A CDC42EP4/septin-based perisynaptic glial scaffold facilitates glutamate clearance

Abstract

The small GTPase-effector proteins CDC42EP1-5/BORG1-5 interact reciprocally with CDC42 or the septin cytoskeleton. Here we show that, in the cerebellum, CDC42EP4 is exclusively expressed in Bergmann glia and localizes beneath specific membrane domains enwrapping dendritic spines of Purkinje cells. CDC42EP4 forms complexes with septin hetero-oligomers, which interact with a subset of glutamate transporter GLAST/EAAT1. In Cdc42ep4(-/-) mice, GLAST is dissociated from septins and is delocalized away from the parallel fibre-Purkinje cell synapses.

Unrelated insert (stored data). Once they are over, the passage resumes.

//! fx-engine: Engine runtime, engine library and host-facing rack
//!
//! Provides:
//! - The `Engine` contract and the kernel adapter most engines are built on
//! - The append-only `EngineId` registry with per-engine parameter tables
//! - Default parameters and the engine factory
//! - 57 engines across dynamics, EQ, filters, distortion, modulation, pitch,
//!   delay, reverb, spatial, spectral and experimental categories
//! - `EngineRack` (audio thread) and `RackController` (control threads)

// Audio engine uses explicit indexing for per-channel loops
#![allow(clippy::needless_range_loop)]
// Too many arguments is common in audio processing functions
#![allow(clippy::too_many_arguments)]

mod config;
mod defaults;
pub mod engine;
pub mod engines;
mod factory;
pub mod params;
mod rack;
pub mod registry;

pub use config::{MAX_SWAP_FADE, RACK_SLOTS, RackConfig};
pub use defaults::{UNDECLARED_DEFAULT, default_mix, default_parameters, default_value};
pub use engine::{CONTROL_BLOCK, Engine, KernelEngine, StereoKernel};
pub use factory::{create_engine, create_engine_by_id, create_engine_by_name};
pub use params::{ParamBank, ParamSpec, Smoothing};
pub use rack::{EngineRack, HANDOFF_CAPACITY, RECLAIM_CAPACITY, RackController};
pub use registry::{Category, ENGINE_COUNT, EngineId, EngineInfo};

pub use fx_core::{FxError, FxResult, ParamDisplay, ParameterMap, Sample};
pub use fx_dsp::impulse::ImpulseResponse;
//! Engine library
//!
//! One module per category. Each engine is a [`StereoKernel`] with a static
//! parameter table, wrapped by [`KernelEngine`]; only `Bypass` implements
//! [`Engine`](crate::Engine) directly.
//!
//! [`StereoKernel`]: crate::engine::StereoKernel
//! [`KernelEngine`]: crate::engine::KernelEngine

pub mod delay;
pub mod distortion;
pub mod dynamics;
pub mod eq;
pub mod experimental;
pub mod filters;
pub mod modulation;
pub mod pitch;
pub mod reverb;
pub mod spatial;
pub mod spectral;
pub mod utility;

use fx_dsp::biquad::{Biquad, FilterType};
use fx_dsp::Processor;

// ============ Shared Building Blocks ============

/// Two identical biquads, one per channel
#[derive(Debug, Clone)]
pub(crate) struct StereoBiquad {
    left: Biquad,
    right: Biquad,
}

impl StereoBiquad {
    pub fn new(kind: FilterType, freq: f64, q: f64, gain_db: f64, sample_rate: f64) -> Self {
        let filter = Biquad::new(kind, freq, q, gain_db, sample_rate);
        Self {
            left: filter.clone(),
            right: filter,
        }
    }

    #[inline]
    pub fn set(&mut self, freq: f64, q: f64, gain_db: f64) {
        self.left.set(freq, q, gain_db);
        self.right.set(freq, q, gain_db);
    }

    #[inline(always)]
    pub fn process(&mut self, left: f64, right: f64) -> (f64, f64) {
        (self.left.process_f64(left), self.right.process_f64(right))
    }

    pub fn reset(&mut self) {
        self.left.reset();
        self.right.reset();
    }
}

/// Linkwitz-Riley 4th-order two-way split
#[derive(Debug, Clone)]
pub(crate) struct Crossover {
    low: [Biquad; 2],
    high: [Biquad; 2],
}

impl Crossover {
    pub fn new(freq: f64, sample_rate: f64) -> Self {
        let lp = Biquad::lowpass(freq, sample_rate);
        let hp = Biquad::highpass(freq, sample_rate);
        Self {
            low: [lp.clone(), lp],
            high: [hp.clone(), hp],
        }
    }

    #[inline]
    pub fn set_frequency(&mut self, freq: f64) {
        for f in self.low.iter_mut().chain(self.high.iter_mut()) {
            f.set_frequency(freq);
        }
    }

    /// Returns `(low, high)`
    #[inline(always)]
    pub fn split(&mut self, x: f64) -> (f64, f64) {
        let low = self.low[0].process_f64(x);
        let low = self.low[1].process_f64(low);
        let high = self.high[0].process_f64(x);
        let high = self.high[1].process_f64(high);
        (low, high)
    }

    pub fn reset(&mut self) {
        for f in self.low.iter_mut().chain(self.high.iter_mut()) {
            f.reset();
        }
    }
}

/// Normalized saturator: unity slope at zero, `tanh(k·x)/k`
#[inline(always)]
pub(crate) fn saturate(x: f64, drive: f64) -> f64 {
    let k = drive.max(1e-3);
    (k * x).tanh() / k
}

/// Biased saturator for even harmonics, zero at zero with unity slope.
///
/// `tanh(k·(x + b)) − tanh(k·b)`, normalized by its slope at the origin.
#[inline(always)]
pub(crate) fn saturate_biased(x: f64, drive: f64, bias: f64) -> f64 {
    let k = drive.max(1e-3);
    let offset = (k * bias).tanh();
    let slope = k * (1.0 - offset * offset);
    ((k * (x + bias)).tanh() - offset) / slope.max(1e-6)
}

#[cfg(test)]
mod tests {
    use super::*;
    use std::f64::consts::TAU;

    fn rms(x: &[f64]) -> f64 {
        (x.iter().map(|v| v * v).sum::<f64>() / x.len() as f64).sqrt()
    }

    #[test]
    fn test_crossover_bands_sum_flat() {
        for freq in [100.0, 1000.0, 8000.0] {
            let mut split = Crossover::new(1000.0, 48000.0);
            let (mut low, mut high, mut sum, mut input) = (Vec::new(), Vec::new(), Vec::new(), Vec::new());
            for n in 0..48000 {
                let x = (TAU * freq * n as f64 / 48000.0).sin();
                let (l, h) = split.split(x);
                if n >= 24000 {
                    low.push(l);
                    high.push(h);
                    sum.push(l + h);
                    input.push(x);
                }
            }
            assert!((rms(&sum) / rms(&input) - 1.0).abs() < 0.01, "{freq} Hz");
            if freq < 1000.0 {
                assert!(rms(&high) < 0.05 * rms(&low), "{freq} Hz leaks high");
            } else if freq > 1000.0 {
                assert!(rms(&low) < 0.05 * rms(&high), "{freq} Hz leaks low");
            }
        }
    }
}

The excitatory postsynaptic current exhibits a protracted decay time constant, reduced sensitivity to a competitive inhibitor of the AMPA-type glutamate receptors (γDGG) and excessive baseline inward current in response to a subthreshold dose of a nonselective inhibitor of the glutamate transporters/EAAT1-5 (DL-TBOA). Insufficient glutamate-buffering/clearance capacity in these mice manifests as motor coordination/learning defects, which are aggravated with subthreshold DL-TBOA. We propose that the CDC42EP4/septin-based glial scaffold facilitates perisynaptic localization of GLAST and optimizes the efficiency of glutamate-buffering and clearance.

Figure 1. Bergmann glia-selective expression and unique perisynaptic localization of CDC42EP4.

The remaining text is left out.